Geheimhaltung des Arbeitnehmers

Im Verh ltnis zwischen Arbeitgeber und Arbeitnehmer ist die Geheimhaltung in Art. 321a OR wie folgt gesetzlich geregelt (vorbeh ltlich individueller vertraglicher Abreden): Der Arbeitnehmer darf geheim zu haltende Tatsachen, wie namentlich Fabrikations- und Geschäftsgeheimnisse, von denen er im Dienst des Arbeitgebers Kenntnis erlangt, während des Arbeitsverhältnisses nicht verwerten oder anderen mitteilen; auch nach dessen Beendigung bleibt er zur Verschwiegenheit verpflichtet, soweit es zur Wahrung der berechtigten Interessen des Arbeitgebers erforderlich ist.

Einige wichtige Vertragspunkte einer GHV

– Was ist der Zweck der GHV?

– Welche Informationen fallen unter GHV?

– Welche Informationen fallen nicht unter GHV (Ausnahmenkatalog)?

– Sind geheim zu haltende Informationen als solche zu kennzeichnen?
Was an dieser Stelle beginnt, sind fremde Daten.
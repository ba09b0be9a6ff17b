//! Configuration management for todo-hive.
//!
//! Loads configuration from ${TODO_HIVE_HOME}/config.toml with sensible defaults.

use std::fs;
use std::path::Path;
use std::time::Duration;

use anyhow::{Context, Result};
use serde::{Deserialize, Serialize};

use crate::session::BackendVariant;

/// Which backend variant the client should expect.
#[derive(Debug, Clone, Copy, PartialEq, Eq, Serialize, Deserialize, Default)]
#[serde(rename_all = "snake_case")]
pub enum BackendPreference {
    /// Detect from the first register/login response (default)
    #[default]
    Auto,
    /// Always start from Worker A until a response says otherwise
    WorkerA,
    /// Always start from Worker B until a response says otherwise
    WorkerB,
}

impl BackendPreference {
    /// Returns the pinned variant, or None for auto detection.
    pub fn pinned(self) -> Option<BackendVariant> {
        match self {
            BackendPreference::Auto => None,
            BackendPreference::WorkerA => Some(BackendVariant::A),
            BackendPreference::WorkerB => Some(BackendVariant::B),
        }
    }
}

/// Returns the default config template with comments.
///
/// This is embedded from default_config.toml at compile time.
fn default_config_template() -> &'static str {
    include_str!("../default_config.toml")
}

/// Merges user config values into the default template.
///
/// New comments from the template are kept while the user's values win.
fn merge_with_template(user_config: &str) -> Result<String> {
    use toml_edit::DocumentMut;

    let mut doc: DocumentMut = default_config_template()
        .parse()
        .context("Failed to parse default config template")?;

    let user_doc: DocumentMut = user_config.parse().context("Failed to parse user config")?;

    merge_items(doc.as_table_mut(), user_doc.as_table());

    Ok(doc.to_string())
}

/// Recursively merges items from source table into target table.
fn merge_items(target: &mut toml_edit::Table, source: &toml_edit::Table) {
    use toml_edit::Item;

    for (key, value) in source.iter() {
        match value {
            Item::Value(v) => {
                target[key] = Item::Value(v.clone());
            }
            Item::Table(src_table) => {
                if let Some(Item::Table(target_table)) = target.get_mut(key) {
                    merge_items(target_table, src_table);
                } else {
                    target[key] = Item::Table(src_table.clone());
                }
            }
            Item::ArrayOfTables(src_arr) => {
                target[key] = Item::ArrayOfTables(src_arr.clone());
            }
            Item::None => {}
        }
    }
}

pub mod paths {
    //! Path resolution for todo-hive configuration and session data.
    //!
    //! TODO_HIVE_HOME resolution order:
    //! 1. TODO_HIVE_HOME environment variable (if set)
    //! 2. ~/.config/todo-hive (default)

    use std::env;
    use std::path::PathBuf;

    /// Returns the todo-hive home directory.
    ///
    /// Falls back to the current directory when no home directory is known.
    pub fn hive_home() -> PathBuf {
        if let Ok(home) = env::var("TODO_HIVE_HOME")
            && !home.trim().is_empty()
        {
            return PathBuf::from(home);
        }

        dirs::home_dir()
            .map(|h| h.join(".config").join("todo-hive"))
            .unwrap_or_else(|| PathBuf::from(".todo-hive"))
    }

    /// Returns the path to the config.toml file.
    pub fn config_path() -> PathBuf {
        hive_home().join("config.toml")
    }

    /// Returns the path to the persisted session.
    pub fn session_path() -> PathBuf {
        hive_home().join("session.json")
    }
}

/// Main configuration structure.
#[derive(Debug, Clone, PartialEq, Eq, Serialize, Deserialize)]
#[serde(default)]
pub struct Config {
    /// Backend base URL
    pub base_url: String,

    /// Expected backend variant
    pub backend: BackendPreference,

    /// HTTP timeout in seconds (0 disables)
    pub timeout_secs: u64,
}

impl Config {
    pub const DEFAULT_BASE_URL: &str = "http://localhost:5000";
    const DEFAULT_TIMEOUT_SECS: u64 = 30;

    /// Loads configuration from the default config path.
    ///
    /// # Errors
    /// Returns an error if the file exists but cannot be read or parsed.
    pub fn load() -> Result<Self> {
        Self::load_from(&paths::config_path())
    }

    /// Loads configuration from a specific path.
    /// Returns defaults if file doesn't exist.
    ///
    /// # Errors
    /// Returns an error if the file exists but cannot be read or parsed.
    pub fn load_from(path: &Path) -> Result<Self> {
        if path.exists() {
            let contents = fs::read_to_string(path)
                .with_context(|| format!("Failed to read config from {}", path.display()))?;
            toml::from_str(&contents)
                .with_context(|| format!("Failed to parse config from {}", path.display()))
        } else {
            Ok(Config::default())
        }
    }

    /// Saves only the base_url field to a specific config file path.
    ///
    /// Creates the file with the default template if it doesn't exist,
    /// otherwise merges user values into the latest template.
    ///
    /// # Errors
    /// Returns an error if the URL is invalid or the file cannot be written.
    pub fn save_base_url_to(path: &Path, base_url: &str) -> Result<()> {
        use toml_edit::{DocumentMut, value};

        let base_url = validate_base_url(base_url)?;

        let contents = if path.exists() {
            let user_config = fs::read_to_string(path)
                .with_context(|| format!("Failed to read config from {}", path.display()))?;
            merge_with_template(&user_config)?
        } else {
            default_config_template().to_string()
        };

        let mut doc: DocumentMut = contents
            .parse()
            .with_context(|| format!("Failed to parse config from {}", path.display()))?;

        doc["base_url"] = value(base_url);

        Self::write_config(path, &doc.to_string())
    }

    /// Resolves the base URL with precedence: override > config > default.
    ///
    /// The override is the `--base-url` flag or `TODO_HIVE_BASE_URL`.
    ///
    /// # Errors
    /// Returns an error if the chosen URL is not a valid URL.
    pub fn effective_base_url(&self, override_url: Option<&str>) -> Result<String> {
        if let Some(url) = override_url.map(str::trim).filter(|url| !url.is_empty()) {
            return validate_base_url(url);
        }

        let configured = self.base_url.trim();
        if !configured.is_empty() {
            return validate_base_url(configured);
        }

        Ok(Self::DEFAULT_BASE_URL.to_string())
    }

    pub fn timeout(&self) -> Option<Duration> {
        if self.timeout_secs == 0 {
            None
        } else {
            Some(Duration::from_secs(self.timeout_secs))
        }
    }

    /// Creates a default config file at the given path.
    ///
    /// # Errors
    /// Returns an error if the file already exists.
    pub fn init(path: &Path) -> Result<()> {
        if path.exists() {
            anyhow::bail!("Config file already exists at {}", path.display());
        }

        Self::write_config(path, default_config_template())
    }

    /// Writes config content to a file, creating parent directories as needed.
    /// Uses atomic write (temp file + rename) to prevent corruption.
    fn write_config(path: &Path, content: &str) -> Result<()> {
        if let Some(parent) = path.parent() {
            fs::create_dir_all(parent)
                .with_context(|| format!("Failed to create directory {}", parent.display()))?;
        }

        let tmp_path = path.with_extension("toml.tmp");
        fs::write(&tmp_path, content)
            .with_context(|| format!("Failed to write config to {}", tmp_path.display()))?;
        fs::rename(&tmp_path, path).with_context(|| {
            format!(
                "Failed to rename {} to {}",
                tmp_path.display(),
                path.display()
            )
        })?;

        Ok(())
    }
}

impl Default for Config {
    fn default() -> Self {
        Self {
            base_url: Self::DEFAULT_BASE_URL.to_string(),
            backend: BackendPreference::default(),
            timeout_secs: Self::DEFAULT_TIMEOUT_SECS,
        }
    }
}

/// Validates a base URL and strips any trailing slash.
fn validate_base_url(url: &str) -> Result<String> {
    url::Url::parse(url).with_context(|| format!("Invalid base URL: {url}"))?;
    Ok(url.trim_end_matches('/').to_string())
}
– Ist die GHV einseitig oder zweiseitig? (d. h. verpflichtet sich nur eine Partei zu Geheimhaltung, oder beide Parteien?)

– Welche Partei trägt das höhere Risiko im Falle eines Verstosses?

– Wie lange dauert die GHV (Laufzeit)?

– Wie lange überdauert die Geheimhaltungsverpflichtung die Laufzeit der GHV?

– Was sind die Folgen eines Verstosses gegen die GHV?

– Welches Recht und welcher Gerichtsstand kommen zur Anwendung?